Proposed Bill Could Offer Hope to Innocent

October 22, 2009 Updated: October 1, 2015

Senator Schneiderman spoke outside the supreme court on Wednesday, addressing a proposed legislation aimed at exonerating wrongfully convicted.  (Jasper Fakkert/The Epoch Times)
Senator Schneiderman spoke outside the supreme court on Wednesday, addressing a proposed legislation aimed at exonerating wrongfully convicted. (Jasper Fakkert/The Epoch Times)
NEW YORK—While those convicted might often argue that they are innocent, for those that have actually been wrongfully convicted hope might be around the corner with new legislation, proposed on Wednesday, aimed at exonerating the innocent.

The ‘Actual Innocence Act of 2009’, proposed by State Senator Schneiderman (D-Manhattan/Bronx) and Assemblyman Jeffries, could create the opportunity for defendants, which are able to present reliable and relevant proof of the defendant’s innocence, to have a criminal court change its prior conviction.

“Those that can conclusively prove that they are innocent not to spend another day in prison,” said Senator Schneiderman at a press conference.

According to Schneiderman “New York is behind the curve” in opportunities for the court to reverse wrongful convictions.

“New York State law offers only limited hope for relief by establishing procedural obstacles that can deprive them of having an innocence claim thoroughly heard,” read a statement of Senator Schneiderman.

Glenn Garber, director of the Exoneration Initiative, an organization providing free legal assistance to the wrongfully convicted, says that the new bill is a tremendous step forward.
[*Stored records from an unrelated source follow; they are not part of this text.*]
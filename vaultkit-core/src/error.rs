use serde::{Deserialize, Serialize};
use thiserror::Error;

use crate::{
    chains::ChainError, hardware::HardwareError, storage::StorageError,
    vault::VaultError,
};

/// Result type for wallet operations.
pub type WalletResult<T> = Result<T, WalletError>;

/// Error outputs from `VaultKit`
#[derive(Debug, Error)]
pub enum WalletError {
    /// The input matches none of the recognized mnemonic dialects
    #[error("invalid_mnemonic")]
    InvalidMnemonic,
    /// Wrong password or corrupted ciphertext. Never says which.
    #[error("crypto_error")]
    Crypto,
    /// An internal consistency check failed. The detail is for logs only.
    #[error("debug_error")]
    Debug(String),
    /// The signing device could not be used
    #[error("hardware_connection_error: {0}")]
    HardwareConnection(HardwareConnectionKind),
    /// Unexpected failure inside an asynchronous flow
    #[error("server_error: {0}")]
    Server(String),
    /// The referenced account does not exist
    #[error("account_not_found: {0}")]
    AccountNotFound(String),
    /// The presented input is not valid for the requested operation
    #[error("invalid_input_{attribute}: {reason}")]
    InvalidInput {
        /// The attribute that failed validation
        attribute: String,
        /// Why it failed
        reason: String,
    },
    /// The operation was cancelled by the user
    #[error("cancelled")]
    Cancelled,
    /// Durable storage failure
    #[error(transparent)]
    Storage(#[from] StorageError),
}

/// Distinguishes the hardware failures the UI remediates differently.
#[derive(Debug, Clone, Copy, PartialEq, Eq, Serialize, Deserialize, strum::Display)]
#[serde(rename_all = "camelCase")]
#[strum(serialize_all = "snake_case")]
pub enum HardwareConnectionKind {
    /// The transport could not reach the device.
    ConnectionFailed,
    /// The device is connected but its signing application is not open.
    AppNotFound,
    /// The host exposes no usable transport.
    UnsupportedDevice,
}

impl WalletError {
    pub(crate) fn invalid_input(attribute: &str, reason: impl Into<String>) -> Self {
        Self::InvalidInput {
            attribute: attribute.to_string(),
            reason: reason.into(),
        }
    }

    /// Builds a [`WalletError::Debug`] and records the detail verbatim.
    pub(crate) fn debug(detail: impl Into<String>) -> Self {
        let detail = detail.into();
        tracing::error!(%detail, "internal consistency check failed");
        Self::Debug(detail)
    }

    /// Whether the user can retry the same step in place.
    #[must_use]
    pub const fn is_retryable(&self) -> bool {
        matches!(self, Self::Crypto | Self::HardwareConnection(_))
    }
}

impl From<VaultError> for WalletError {
    fn from(error: VaultError) -> Self {
        match error {
            VaultError::EmptyPassword | VaultError::Crypto => Self::Crypto,
            VaultError::Task(detail) => Self::Server(detail),
        }
    }
}

impl From<ChainError> for WalletError {
    fn from(error: ChainError) -> Self {
        match error {
            ChainError::InvalidMnemonic => Self::InvalidMnemonic,
            ChainError::InvalidAddress(address) => {
                Self::invalid_input("address", format!("not a valid address: {address}"))
            }
            ChainError::InvalidPrivateKey => {
                Self::invalid_input("private_key", "not a valid private key")
            }
            other => Self::Server(other.to_string()),
        }
    }
}

impl From<HardwareError> for WalletError {
    fn from(error: HardwareError) -> Self {
        match error {
            HardwareError::Cancelled => Self::Cancelled,
            HardwareError::Connection(kind) => Self::HardwareConnection(kind),
            other => Self::Server(other.to_string()),
        }
    }
}

/// Serializable error descriptor. This is what crosses a surface boundary.
#[derive(Debug, Clone, PartialEq, Eq, Serialize, Deserialize)]
#[serde(rename_all = "camelCase", tag = "type", content = "detail")]
pub enum ApiErrorCode {
    /// See [`WalletError::InvalidMnemonic`].
    InvalidMnemonic,
    /// See [`WalletError::Crypto`].
    Crypto,
    /// Reported generically; the detail stays in the logs.
    Debug,
    /// See [`WalletError::HardwareConnection`].
    HardwareConnection(HardwareConnectionKind),
    /// See [`WalletError::Cancelled`].
    Cancelled,
    /// Everything else.
    Server,
}

impl From<&WalletError> for ApiErrorCode {
    fn from(error: &WalletError) -> Self {
        match error {
            WalletError::InvalidMnemonic => Self::InvalidMnemonic,
            WalletError::Crypto => Self::Crypto,
            WalletError::Debug(_) => Self::Debug,
            WalletError::HardwareConnection(kind) => Self::HardwareConnection(*kind),
            WalletError::Cancelled => Self::Cancelled,
            WalletError::Server(_)
            | WalletError::AccountNotFound(_)
            | WalletError::InvalidInput { .. }
            | WalletError::Storage(_) => Self::Server,
        }
    }
}

/// Tagged result: either `{"ok": payload}` or `{"error": descriptor}`.
#[derive(Debug, Clone, PartialEq, Eq, Serialize, Deserialize)]
#[serde(rename_all = "camelCase")]
pub enum ApiResponse<T> {
    /// Success payload.
    Ok(T),
    /// Error descriptor.
    Error(ApiErrorCode),
}

impl<T> ApiResponse<T> {
    /// Converts a core result into its boundary shape. Unexpected failures are
    /// logged and collapsed into [`ApiErrorCode::Server`].
    pub fn from_result(result: WalletResult<T>) -> Self {
        match result {
            Ok(value) => Self::Ok(value),
            Err(error) => {
                let code = ApiErrorCode::from(&error);
                if code == ApiErrorCode::Server {
                    tracing::error!(%error, "unexpected failure");
                }
                Self::Error(code)
            }
        }
    }

    /// Returns the error descriptor, if any.
    pub const fn error(&self) -> Option<&ApiErrorCode> {
        match self {
            Self::Ok(_) => None,
            Self::Error(code) => Some(code),
        }
    }
}
mod common;

use std::collections::BTreeMap;

use common::{harness, password, BIP39_PHRASE, PASSWORD};
use vaultkit_core::{
    accounts::{Account, AccountSecret},
    chains::{ton::TonWalletVersion, Chain, MnemonicDialect},
    config::Network,
    vault::{CredentialVault, KdfParams, SecretPhrase, VaultError},
    WalletError,
};

#[tokio::test]
async fn test_round_trip_for_mnemonic_and_private_key() {
    let vault = CredentialVault::new(KdfParams::light());
    let secrets = [
        SecretPhrase::from_phrase(BIP39_PHRASE),
        SecretPhrase::from_phrase(&"ab".repeat(32)),
    ];
    for secret in secrets {
        let encrypted = vault
            .encrypt(&secret, &password(PASSWORD))
            .await
            .expect("encrypt");
        let decrypted = vault
            .decrypt(&encrypted, &password(PASSWORD))
            .await
            .expect("decrypt");
        assert_eq!(decrypted.words(), secret.words());
    }
}

#[tokio::test]
async fn test_other_password_is_crypto_error() {
    let vault = CredentialVault::new(KdfParams::light());
    let secret = SecretPhrase::from_phrase(BIP39_PHRASE);
    let encrypted = vault
        .encrypt(&secret, &password("first"))
        .await
        .expect("encrypt");

    for wrong in ["second", "First", "first "] {
        match vault.decrypt(&encrypted, &password(wrong)).await {
            Err(VaultError::Crypto) => {}
            Err(err) => panic!("unexpected error: {err}"),
            Ok(_) => panic!("expected error"),
        }
    }
}

#[tokio::test]
async fn test_verify_password_against_stored_account() {
    let harness = harness().await;
    harness
        .auth
        .import_mnemonic(
            Network::Mainnet,
            &SecretPhrase::from_phrase(BIP39_PHRASE),
            &password(PASSWORD),
        )
        .await
        .expect("import");

    assert!(harness.auth.verify_password(&password(PASSWORD)).await.unwrap());
    assert!(!harness.auth.verify_password(&password("nope")).await.unwrap());
}

#[tokio::test]
async fn test_verify_password_without_accounts_is_server_error() {
    let harness = harness().await;
    match harness.auth.verify_password(&password(PASSWORD)).await {
        Err(WalletError::Server(_)) => {}
        Err(err) => panic!("unexpected error: {err}"),
        Ok(_) => panic!("expected error"),
    }
}

#[tokio::test]
async fn test_change_password_reports_partial_failure() {
    let harness = harness().await;
    let first = harness
        .auth
        .import_mnemonic(
            Network::Mainnet,
            &SecretPhrase::from_phrase(BIP39_PHRASE),
            &password(PASSWORD),
        )
        .await
        .expect("import first");
    // Stored by a client that did not check the existing password.
    let phrase = common::native_only_phrase();
    let encrypted = harness
        .vault
        .encrypt(&phrase, &password("another-password"))
        .await
        .expect("encrypt");
    let wallet = harness
        .accounts
        .chains()
        .get(Chain::Ton)
        .wallet_from_mnemonic(Network::Mainnet, &phrase, TonWalletVersion::default())
        .await
        .expect("derive");
    let second_id = harness
        .accounts
        .create_account(
            Network::Mainnet,
            Account::new(
                AccountSecret::Mnemonic {
                    encrypted,
                    dialect: MnemonicDialect::ChainNative,
                },
                BTreeMap::from([(Chain::Ton, wallet)]),
            ),
        )
        .await
        .expect("store second");
    let untouched = harness
        .accounts
        .require_account(&second_id)
        .await
        .unwrap();

    let report = harness
        .auth
        .change_password(&password(PASSWORD), &password("new-password"))
        .await
        .expect("change password");

    assert!(!report.is_complete());
    assert_eq!(report.updated, vec![first.account_id.clone()]);
    assert_eq!(report.failed, vec![second_id.clone()]);

    // The failing account keeps its ciphertext, the moved one opens with the new password.
    let after = harness
        .accounts
        .require_account(&second_id)
        .await
        .unwrap();
    assert_eq!(after.encrypted_mnemonic(), untouched.encrypted_mnemonic());

    let moved = harness
        .accounts
        .require_account(&first.account_id)
        .await
        .unwrap();
    let encrypted = moved.encrypted_mnemonic().expect("seed account");
    let decrypted = harness
        .vault
        .decrypt(encrypted, &password("new-password"))
        .await
        .expect("new password opens");
    assert_eq!(decrypted.joined().as_str(), BIP39_PHRASE);
}

#[tokio::test]
async fn test_change_password_rejects_empty_new_password() {
    let harness = harness().await;
    match harness
        .auth
        .change_password(&password(PASSWORD), &password(""))
        .await
    {
        Err(WalletError::Crypto) => {}
        Err(err) => panic!("unexpected error: {err}"),
        Ok(_) => panic!("expected error"),
    }
}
“While procedural barriers serve a purpose in limiting frivolous claims, they must yield in cases where compelling evidence of innocence comes to light after conviction for justice to prevail,” said Garber in a statement.

The legislation focuses on cases that lack DNA evidence, as these cases represent the majority of wrongfully convicted.

“Experts estimate that DNA testing is possible in just five to ten percent of all criminal cases,” said David Loftis, managing attorney at the innocence project, aimed at exonerating wrongfully convicted people through DNA testing.

To prevent defendants misusing the new system, courts would be permitted to deny relief where it determines that the defendant’s failure to act was intentional.